Task instructions:
Isolate every line in the records below with "Serialize" in it.

Data excerpts:
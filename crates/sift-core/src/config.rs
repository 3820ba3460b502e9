//! Configuration
//!
//! Loaded from `$SIFT_CONFIG` or `<config dir>/sift/config.toml`. A missing
//! file means defaults; environment variables override file values.
//!
//! ```toml
//! [import]
//! max_import_bytes = 26214400
//!
//! [assist]
//! backend = "command"      # command | ollama | mock
//! timeout_secs = 20
//! command = "codex"
//! args = ["exec"]
//! ollama_host = "http://localhost:11434"
//! ollama_model = "llama3.2"
//! ```

use std::fs;
use std::path::{Path, PathBuf};
use std::time::Duration;

use serde::{Deserialize, Serialize};
use tracing::debug;

use crate::assist::command::DEFAULT_COMMAND;
use crate::assist::ollama::DEFAULT_MODEL;
use crate::error::{Error, Result};

pub const CONFIG_PATH_ENV: &str = "SIFT_CONFIG";

/// Default cap on an uploaded statement file (25 MB)
pub const DEFAULT_MAX_IMPORT_BYTES: u64 = 25 * 1024 * 1024;

const DEFAULT_ASSIST_TIMEOUT_SECS: u64 = 20;

#[derive(Debug, Clone, Default, PartialEq, Serialize, Deserialize)]
#[serde(default)]
pub struct Config {
    pub import: ImportConfig,
    pub assist: AssistConfig,
}

#[derive(Debug, Clone, PartialEq, Serialize, Deserialize)]
#[serde(default)]
pub struct ImportConfig {
    pub max_import_bytes: u64,
}

impl Default for ImportConfig {
    fn default() -> Self {
        Self {
            max_import_bytes: DEFAULT_MAX_IMPORT_BYTES,
        }
    }
}

#[derive(Debug, Clone, PartialEq, Serialize, Deserialize)]
#[serde(default)]
pub struct AssistConfig {
    /// Unset means assistance is disabled
    pub backend: Option<String>,
    pub timeout_secs: u64,
    pub command: String,
    pub args: Vec<String>,
    pub ollama_host: Option<String>,
    pub ollama_model: String,
}

impl Default for AssistConfig {
    fn default() -> Self {
        Self {
            backend: None,
            timeout_secs: DEFAULT_ASSIST_TIMEOUT_SECS,
            command: DEFAULT_COMMAND.to_string(),
            args: vec!["exec".to_string()],
            ollama_host: None,
            ollama_model: DEFAULT_MODEL.to_string(),
        }
    }
}

impl AssistConfig {
    pub fn timeout(&self) -> Duration {
        Duration::from_secs(self.timeout_secs.max(1))
    }
}

/// `<config dir>/sift/config.toml`
pub fn default_config_path() -> Option<PathBuf> {
    dirs::config_dir().map(|d| d.join("sift").join("config.toml"))
}

impl Config {
    /// Load from `$SIFT_CONFIG` or the default path, then apply env overrides
    pub fn load() -> Result<Self> {
        let path = std::env::var(CONFIG_PATH_ENV).ok().map(PathBuf::from);
        Self::load_from(path.as_deref())
    }

    /// Load from an explicit path (or the default path), then apply env overrides
    pub fn load_from(path: Option<&Path>) -> Result<Self> {
        let path = path.map(Path::to_path_buf).or_else(default_config_path);

        let mut config = match path {
            Some(p) if p.exists() => {
                debug!(path = %p.display(), "Loading config");
                let content = fs::read_to_string(&p).map_err(|e| {
                    Error::Config(format!("Failed to read {}: {}", p.display(), e))
                })?;
                Self::from_toml(&content)?
            }
            _ => Self::default(),
        };

        config.apply_env_from(|key| std::env::var(key).ok());
        Ok(config)
    }

    pub fn from_toml(content: &str) -> Result<Self> {
        toml::from_str(content).map_err(|e| Error::Config(format!("Invalid config TOML: {}", e)))
    }

    /// Apply overrides from a variable lookup (the process env in `load`)
    pub fn apply_env_from<F>(&mut self, get: F)
    where
        F: Fn(&str) -> Option<String>,
    {
        let get = |key: &str| get(key).filter(|v| !v.trim().is_empty());

        if let Some(backend) = get("SIFT_ASSIST_BACKEND") {
            self.assist.backend = Some(backend);
        }
        if let Some(secs) = get("SIFT_ASSIST_TIMEOUT_SECS") {
            match secs.trim().parse() {
                Ok(secs) => self.assist.timeout_secs = secs,
                Err(_) => tracing::warn!(value = %secs, "Ignoring invalid SIFT_ASSIST_TIMEOUT_SECS"),
            }
        }
        if let Some(command) = get("SIFT_ASSIST_COMMAND") {
            self.assist.command = command;
        }
        if let Some(host) = get("OLLAMA_HOST") {
            self.assist.ollama_host = Some(host);
        }
        if let Some(model) = get("OLLAMA_MODEL") {
            self.assist.ollama_model = model;
        }
    }
}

Solution to the exercise:
use serde::{Deserialize, Serialize};
#[derive(Debug, Clone, Default, PartialEq, Serialize, Deserialize)]
#[derive(Debug, Clone, PartialEq, Serialize, Deserialize)]
#[derive(Debug, Clone, PartialEq, Serialize, Deserialize)]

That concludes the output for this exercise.